Detailed breakdown below.
Quick comparison
| Use case | Best app | Pricing | Why |
|---|---|---|---|
| Couples merging long-term | Monarch Money | $99.99/yr | Separate logins, shared dashboard, joint goals |
| Roommates monthly bills | Splitwise (or Monarch joint) | Free / $99.99/yr | Splitwise tracks IOUs cleanly |
| Friends one-time trips | Splitwise | Free | IOU + settle-up flow |
| Roommates + budget ambition | Monarch joint accounts | $99.99/yr | Real budget on top of split tracking |
| Couples + IOU between them | Monarch + Splitwise | $99.99/yr + free | Monarch for shared, Splitwise for “you owe me $20” |
#1 — Monarch Money: Best for couples merging finances
Pricing: $99.99/year ($49.99 first year w/ SMARTMONEY). 7-day free trial.
If you and your partner are sharing finances long-term — joint accounts, shared bills, joint goals — Splitwise is the wrong tool. Splitwise is built for IOUs (“you owe me $20”), not shared dashboards. You’ll outgrow it in a month.
The right tool for shared finances is a budgeting app with proper couples support. Monarch is the strongest pick — both partners get separate logins at no additional cost, both see the same shared dashboard, joint accounts visible to both, individual accounts visible per partner’s choice, and goals tracked together with projected hit dates.
What Monarch handles for couples:
- Joint checking, savings, credit cards visible to both partners
- Each partner’s individual fun-money account (visible per setting)
- Shared bills (rent/mortgage, utilities, insurance, subscriptions) tagged automatically
- Joint goals (emergency fund, vacation, house down payment, retirement)
- AI Assistant — ask “how much have we spent on the wedding so far” in plain English
- Credit score for both partners
- Read-only access for an advisor or accountant
This is what most couples actually need. Splitwise is for the case where you’re not merging.
For couples who are sharing finances long-term, this is the right tool — not Splitwise.
Heads up — Splitwise’s free tier changed in 2025
A 2026 reality that older comparison articles don’t reflect: Splitwise’s free tier now caps you at 3 expenses per day. If you and your roommates split more than 3 transactions in a day (groceries + Uber + utilities + dinner), you’ll either need Splitwise Pro (~$3/month) or one of the alternatives below.
For light usage (a few transactions per week), the free tier still works. For heavy usage (active roommates, frequent shared spending), the cap matters and is why several Splitwise alternatives are now competitive.
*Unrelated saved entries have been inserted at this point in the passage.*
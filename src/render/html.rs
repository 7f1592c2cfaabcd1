use log::debug;
use tera::{Context, Tera};

use crate::{error::RenderError, page::Page};

const TEMPLATE_NAME: &str = "dashboard.html";
const TEMPLATE: &str = include_str!("../../templates/dashboard.html.tera");

/// Renders the dashboard as a standalone HTML document with inline SVG
/// charts. Text from the data is HTML-escaped.
pub struct HtmlRenderer {
    tera: Tera,
}

impl HtmlRenderer {
    pub fn new() -> Result<Self, RenderError> {
        let mut tera = Tera::default();
        tera.add_raw_template(TEMPLATE_NAME, TEMPLATE)?;
        Ok(Self { tera })
    }

    pub fn render(&self, page: &Page) -> Result<String, RenderError> {
        let mut context = Context::new();
        context.insert("page", page);
        let html = self.tera.render(TEMPLATE_NAME, &context)?;
        debug!(
            "Rendered {} section(s) into {} byte(s) of HTML",
            page.sections.len(),
            html.len()
        );
        Ok(html)
    }
}

#[cfg(test)]
mod tests {
    use super::*;
    use crate::{
        dataset::{Dataset, PaymentRecord},
        page,
    };
    use rust_decimal::Decimal;

    fn render(dataset: &Dataset) -> String {
        HtmlRenderer::new()
            .expect("template compiles")
            .render(&page::render_dashboard(dataset).expect("aggregate"))
            .expect("render")
    }

    #[test]
    fn payment_types_are_escaped() {
        let dataset: Dataset = [PaymentRecord::new("<script>", 1, Decimal::from(5))]
            .into_iter()
            .collect();
        let html = render(&dataset);
        assert!(!html.contains("<script>"));
        assert!(html.contains("&lt;script&gt;"));
    }

    #[test]
    fn empty_dataset_renders_axes_without_marks() {
        let html = render(&Dataset::default());
        assert!(html.contains("<title>Payment Type Analysis</title>"));
        assert!(!html.contains("class=\"bar\""));
        assert!(!html.contains("<polyline"));
        assert!(html.contains("class=\"axis\""));
    }
}
mod common;

use std::net::SocketAddr;

use encoding_rs::UTF_8;

use payment_dashboard::{loader::CsvSource, location::DataLocation, serve};

use common::{SCENARIO_CSV, TestWorkspace};

async fn spawn_server(location: DataLocation) -> SocketAddr {
    let state = serve::AppState::new(CsvSource::new(location, None, UTF_8)).expect("state");
    let listener = tokio::net::TcpListener::bind("127.0.0.1:0")
        .await
        .expect("bind");
    let addr = listener.local_addr().expect("local addr");
    tokio::spawn(async move { axum::serve(listener, serve::router(state)).await });
    addr
}

// One test per binary: the dataset cache is process-wide.
#[tokio::test]
async fn every_request_rerenders_from_cached_dataset() {
    let workspace = TestWorkspace::new();
    let path = workspace.write("payments.csv", SCENARIO_CSV);
    let addr = spawn_server(DataLocation::Path(path.clone())).await;

    let first = reqwest::get(format!("http://{addr}/")).await.expect("first request");
    assert_eq!(first.status(), reqwest::StatusCode::OK);
    let body = first.text().await.expect("body");
    assert!(body.contains("<td>credit_card</td>"), "{body}");
    assert!(body.contains("150.00"));

    std::fs::remove_file(&path).expect("remove source file");
    let second = reqwest::get(format!("http://{addr}/")).await.expect("second request");
    assert_eq!(second.status(), reqwest::StatusCode::OK);
    assert_eq!(second.text().await.expect("body"), body);

    let health = reqwest::get(format!("http://{addr}/health")).await.expect("health");
    assert_eq!(health.text().await.expect("body"), "ok");
}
#2 — Splitwise: Best for roommates and friends
Pricing: Free tier (functional). Splitwise Pro ~$3/month or $30/year.
Splitwise is the IOU app. It’s purpose-built for “I paid for groceries, you owe me $43” tracking. It does not try to be a budget app. That focus is the strength.
Where Splitwise wins:
- Roommate bills. Add an expense, split it 2/3/4 ways, see who owes whom. Settle up via Venmo/PayPal/Cash App at month’s end.
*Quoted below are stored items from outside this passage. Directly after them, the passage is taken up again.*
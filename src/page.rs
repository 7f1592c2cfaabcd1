//! The dashboard page as format-neutral data.
//!
//! [`build_page`] lays out the fixed sequence of sections from the two
//! aggregates; renderers in [`crate::render`] turn it into HTML or text.

use rust_decimal::{Decimal, prelude::ToPrimitive};
use serde::Serialize;

use crate::{
    aggregate::{self, AverageByInstallments, RevenueByType},
    chart::{Axes, BarChart, BarDatum, LineChart, PointDatum},
    dataset::{Dataset, PAYMENT_INSTALLMENTS, PAYMENT_TYPE, PAYMENT_VALUE},
    error::AggregateError,
};

pub const PAGE_TITLE: &str = "Payment Type Analysis";
pub const PAGE_ICON: &str = "📊";
pub const HEADING: &str = "Exploratory Data Analysis (EDA) on Payment Data";
pub const REVENUE_QUESTION: &str =
    "Business Question 1: Which payment type contributes the most to total revenue?";
pub const INSTALLMENTS_QUESTION: &str = "Business Question 2: What is the relationship between payment installments and order value?";
pub const CONCLUSIONS: &str = "Conclusions";

#[derive(Debug, Clone, PartialEq, Serialize)]
pub struct Page {
    pub title: String,
    pub icon: String,
    pub sections: Vec<Section>,
}

#[derive(Debug, Clone, PartialEq, Serialize)]
#[serde(tag = "kind", rename_all = "snake_case")]
pub enum Section {
    Heading { text: String },
    Subheading { text: String },
    Table(TableView),
    BarChart(BarChart),
    LineChart(LineChart),
    Conclusions { items: Vec<Conclusion> },
}

#[derive(Debug, Clone, PartialEq, Serialize)]
pub struct TableView {
    pub headers: Vec<String>,
    pub rows: Vec<Vec<String>>,
    /// Per column, whether values are numeric and read right-aligned.
    pub numeric: Vec<bool>,
}

#[derive(Debug, Clone, PartialEq, Serialize)]
pub struct Conclusion {
    pub title: String,
    pub body: String,
}

/// Aggregates `dataset` and lays out the page.
pub fn render_dashboard(dataset: &Dataset) -> Result<Page, AggregateError> {
    let revenue = aggregate::revenue_by_type(dataset)?;
    let averages = aggregate::average_by_installments(dataset)?;
    Ok(build_page(&revenue, &averages))
}

pub fn build_page(revenue: &RevenueByType, averages: &AverageByInstallments) -> Page {
    let sections = vec![
        Section::Heading {
            text: HEADING.to_string(),
        },
        Section::Subheading {
            text: REVENUE_QUESTION.to_string(),
        },
        Section::Table(revenue_table(revenue)),
        Section::BarChart(revenue_chart(revenue)),
        Section::Subheading {
            text: INSTALLMENTS_QUESTION.to_string(),
        },
        Section::Table(installments_table(averages)),
        Section::LineChart(installments_chart(averages)),
        Section::Subheading {
            text: CONCLUSIONS.to_string(),
        },
        Section::Conclusions {
            items: conclusions(),
        },
    ];
    Page {
        title: PAGE_TITLE.to_string(),
        icon: PAGE_ICON.to_string(),
        sections,
    }
}

fn revenue_table(revenue: &RevenueByType) -> TableView {
    TableView {
        headers: vec![PAYMENT_TYPE.to_string(), PAYMENT_VALUE.to_string()],
        rows: revenue
            .rows()
            .iter()
            .map(|row| vec![row.payment_type.clone(), format_money(row.total_value)])
            .collect(),
        numeric: vec![false, true],
    }
}

fn revenue_chart(revenue: &RevenueByType) -> BarChart {
    let data = revenue
        .rows()
        .iter()
        .map(|row| BarDatum {
            label: row.payment_type.clone(),
            value: to_f64(row.total_value),
            value_label: format_money(row.total_value),
        })
        .collect::<Vec<_>>();
    BarChart::horizontal(
        Axes {
            title: "Total Revenue by Payment Type".to_string(),
            x_label: "Total Revenue".to_string(),
            y_label: "Payment Type".to_string(),
        },
        &data,
    )
}

fn installments_table(averages: &AverageByInstallments) -> TableView {
    TableView {
        headers: vec![PAYMENT_INSTALLMENTS.to_string(), PAYMENT_VALUE.to_string()],
        rows: averages
            .rows()
            .iter()
            .map(|row| {
                vec![
                    row.payment_installments.to_string(),
                    row.average_value.map(format_money).unwrap_or_default(),
                ]
            })
            .collect(),
        numeric: vec![true, true],
    }
}

fn installments_chart(averages: &AverageByInstallments) -> LineChart {
    // groups with no values have no point to plot
    let data = averages
        .rows()
        .iter()
        .filter_map(|row| {
            row.average_value.map(|average| PointDatum {
                x: row.payment_installments,
                y: to_f64(average),
                y_label: format_money(average),
            })
        })
        .collect::<Vec<_>>();
    LineChart::new(
        Axes {
            title: "Average Order Value by Payment Installments".to_string(),
            x_label: "Payment Installments".to_string(),
            y_label: "Average Order Value".to_string(),
        },
        &data,
    )
}

fn conclusions() -> Vec<Conclusion> {
    vec![
        Conclusion {
            title: "Total Revenue by Payment Type".to_string(),
            body: "Credit cards contribute the highest to total revenue, followed by boleto."
                .to_string(),
        },
        Conclusion {
            title: "Installments and Order Value".to_string(),
            body: "Higher installments tend to be associated with higher average order values."
                .to_string(),
        },
    ]
}

pub fn format_money(value: Decimal) -> String {
    format!("{:.2}", value.round_dp(2))
}

fn to_f64(value: Decimal) -> f64 {
    value.to_f64().unwrap_or(0.0)
}

#[cfg(test)]
mod tests {
    use super::*;
    use crate::dataset::PaymentRecord;

    #[test]
    fn sections_follow_fixed_order() {
        let page = render_dashboard(&Dataset::default()).expect("render");
        let kinds = page
            .sections
            .iter()
            .map(|section| match section {
                Section::Heading { .. } => "heading",
                Section::Subheading { .. } => "subheading",
                Section::Table(_) => "table",
                Section::BarChart(_) => "bar_chart",
                Section::LineChart(_) => "line_chart",
                Section::Conclusions { .. } => "conclusions",
            })
            .collect::<Vec<_>>();
        assert_eq!(
            kinds,
            vec![
                "heading",
                "subheading",
                "table",
                "bar_chart",
                "subheading",
                "table",
                "line_chart",
                "subheading",
                "conclusions",
            ]
        );
        assert_eq!(page.title, PAGE_TITLE);
    }

    #[test]
    fn tables_show_two_decimal_money() {
        let dataset: Dataset = [
            PaymentRecord::new("credit_card", 1, Decimal::new(10005, 2)),
            PaymentRecord::new("credit_card", 1, Decimal::from(50)),
        ]
        .into_iter()
        .collect();
        let page = render_dashboard(&dataset).expect("render");
        let Section::Table(revenue) = &page.sections[2] else {
            panic!("expected revenue table");
        };
        assert_eq!(revenue.headers, vec!["payment_type", "payment_value"]);
        assert_eq!(revenue.rows, vec![vec!["credit_card", "150.05"]]);
        let Section::Table(averages) = &page.sections[5] else {
            panic!("expected installments table");
        };
        assert_eq!(averages.rows, vec![vec!["1", "75.02"]]);
    }

    #[test]
    fn groups_without_values_show_blank_average_and_no_point() {
        let dataset: Dataset = [
            PaymentRecord::new("boleto", 1, Decimal::from(10)),
            PaymentRecord {
                payment_type: Some("voucher".to_string()),
                payment_installments: Some(4),
                payment_value: None,
            },
        ]
        .into_iter()
        .collect();
        let page = render_dashboard(&dataset).expect("render");
        let Section::Table(averages) = &page.sections[5] else {
            panic!("expected installments table");
        };
        assert_eq!(averages.rows, vec![vec!["1", "10.00"], vec!["4", ""]]);
        let Section::LineChart(chart) = &page.sections[6] else {
            panic!("expected installments chart");
        };
        assert_eq!(chart.markers.len(), 1);
    }

    #[test]
    fn overflow_surfaces_as_error() {
        let dataset: Dataset = [
            PaymentRecord::new("boleto", 1, Decimal::MAX),
            PaymentRecord::new("boleto", 1, Decimal::MAX),
        ]
        .into_iter()
        .collect();
        assert!(matches!(
            render_dashboard(&dataset),
            Err(AggregateError::Overflow { .. })
        ));
    }

    #[test]
    fn money_rounds_half_to_even_at_two_places() {
        assert_eq!(format_money(Decimal::new(12345, 3)), "12.34");
        assert_eq!(format_money(Decimal::from(7)), "7.00");
    }
}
- Trip expenses. Vacation with friends, multiple people paying for different things — Splitwise calculates the simplified settle-up math at the end.
- Event costs. Wedding party, road trip, concert tickets — anything where multiple people pay for shared things and need to settle.
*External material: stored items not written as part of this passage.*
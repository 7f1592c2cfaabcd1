//! Loading the payments dataset once per process.
//!
//! A [`DataSource`] knows how to fetch and parse the dataset. [`DatasetCache`]
//! wraps a source fetch so that it runs at most once: the first successful
//! load is kept for the lifetime of the cache and every later call hands out
//! the same [`Arc`]. Failed loads are not cached, so the next call fetches
//! again. [`load_data`] goes through a process-wide cache instance.

use std::sync::{Arc, Mutex, OnceLock, PoisonError};

use encoding_rs::Encoding;
use log::{debug, info};

use crate::{dataset::Dataset, error::DataLoadError, io_utils, location::DataLocation};

pub trait DataSource {
    /// Human readable origin, used in log lines.
    fn describe(&self) -> String;

    fn fetch(&self) -> Result<Dataset, DataLoadError>;
}

/// Delimited text at a [`DataLocation`].
#[derive(Debug, Clone)]
pub struct CsvSource {
    location: DataLocation,
    delimiter: u8,
    encoding: &'static Encoding,
}

impl CsvSource {
    pub fn new(location: DataLocation, delimiter: Option<u8>, encoding: &'static Encoding) -> Self {
        let delimiter = io_utils::resolve_input_delimiter(&location, delimiter);
        Self {
            location,
            delimiter,
            encoding,
        }
    }

    pub fn location(&self) -> &DataLocation {
        &self.location
    }

    pub fn delimiter(&self) -> u8 {
        self.delimiter
    }
}

impl DataSource for CsvSource {
    fn describe(&self) -> String {
        self.location.to_string()
    }

    fn fetch(&self) -> Result<Dataset, DataLoadError> {
        debug!(
            "Reading {} with delimiter '{}' and encoding {}",
            self.location,
            crate::printable_delimiter(self.delimiter),
            self.encoding.name()
        );
        let input = self.location.open()?;
        let mut reader = io_utils::open_csv_reader(input, self.delimiter);
        Dataset::from_csv_reader(&mut reader, self.encoding)
    }
}

#[derive(Debug, Default)]
pub struct DatasetCache {
    dataset: OnceLock<Arc<Dataset>>,
    init: Mutex<()>,
}

impl DatasetCache {
    pub const fn new() -> Self {
        Self {
            dataset: OnceLock::new(),
            init: Mutex::new(()),
        }
    }

    /// The cached dataset, if a load has already succeeded.
    pub fn get(&self) -> Option<Arc<Dataset>> {
        self.dataset.get().cloned()
    }

    pub fn get_or_load<S>(&self, source: &S) -> Result<Arc<Dataset>, DataLoadError>
    where
        S: DataSource + ?Sized,
    {
        if let Some(dataset) = self.dataset.get() {
            debug!("Serving cached dataset ({} row(s))", dataset.len());
            return Ok(Arc::clone(dataset));
        }

        // Serialize first loads; a concurrent caller may have finished while
        // this one waited.
        let _guard = self.init.lock().unwrap_or_else(PoisonError::into_inner);
        if let Some(dataset) = self.dataset.get() {
            return Ok(Arc::clone(dataset));
        }

        let dataset = Arc::new(source.fetch()?);
        info!(
            "Loaded {} payment row(s) from {}",
            dataset.len(),
            source.describe()
        );
        Ok(Arc::clone(self.dataset.get_or_init(|| dataset)))
    }
}

static DATASET: DatasetCache = DatasetCache::new();

/// Loads the dataset through the process-wide cache. Only the first
/// successful source is ever fetched; later calls return that dataset
/// regardless of the source they pass.
pub fn load_data<S>(source: &S) -> Result<Arc<Dataset>, DataLoadError>
where
    S: DataSource + ?Sized,
{
    DATASET.get_or_load(source)
}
The free tier is genuinely free for normal use. Pro adds receipt scanning, recurring expenses, and ad-free experience for ~$3/month.
Where Splitwise is the wrong tool:
- Long-term couples who are merging finances (use Monarch instead)
- Anyone wanting a real budget with categories, goals, reports, and forecasting
- Anyone tracking joint accounts with auto-aggregation
For couples who keep separate finances and just need “you paid the electric bill, I paid the internet bill, let’s settle quarterly” — Splitwise is the right tool, not a budgeting app.
#3 — Tricount and similar Splitwise alternatives
Pricing: Free + premium tiers around $3-5/month.
Tricount is the European Splitwise alternative. Functionally similar — IOU tracking, group expenses, settle-up. If Splitwise feels off for some reason, Tricount is the most credible alternative.
For most US users, Splitwise is the default. Tricount is the alternative for users in Europe or those who prefer its design.
#4 — Monarch joint accounts for roommates with budget ambitions
If you and your roommates are serious about a household budget — not just splitting bills, but actually managing the shared utilities and groceries with a budget — you can use Monarch with joint accounts.
Setup:
- Open a joint checking account (most banks support it for roommates with a co-signing arrangement)
- Both roommates contribute monthly to the joint account
- Joint expenses come from the joint account
- Connect the joint account to Monarch with both roommates as users
This is heavier-weight than Splitwise but appropriate when roommates want a real budget for the shared portion. Most roommates don’t need this — Splitwise + Venmo is enough.
#5 — Couples + Splitwise (the hybrid)
Some couples use Monarch for shared finances plus Splitwise for the small “you bought my coffee, I’ll grab dinner” tracking. This works because:
- Monarch handles the major shared finances (mortgage, utilities, joint savings, joint goals).
- Splitwise handles the micro-IOUs that don’t deserve to be in the budget app.
For the couple where one partner pays for things and the other partner reimburses without merging fully, this hybrid works well.
#5 — Settle Up: Best for international travel splitting
Pricing: Free + Premium ~$3/month.
Settle Up is the strongest pick for trip splitting in 150+ currencies. Offline mode means you can log expenses on a remote campsite or while abroad without worrying about connectivity. End-of-trip “settle up” calculates the simplified payment graph — who pays whom, minimizing transactions.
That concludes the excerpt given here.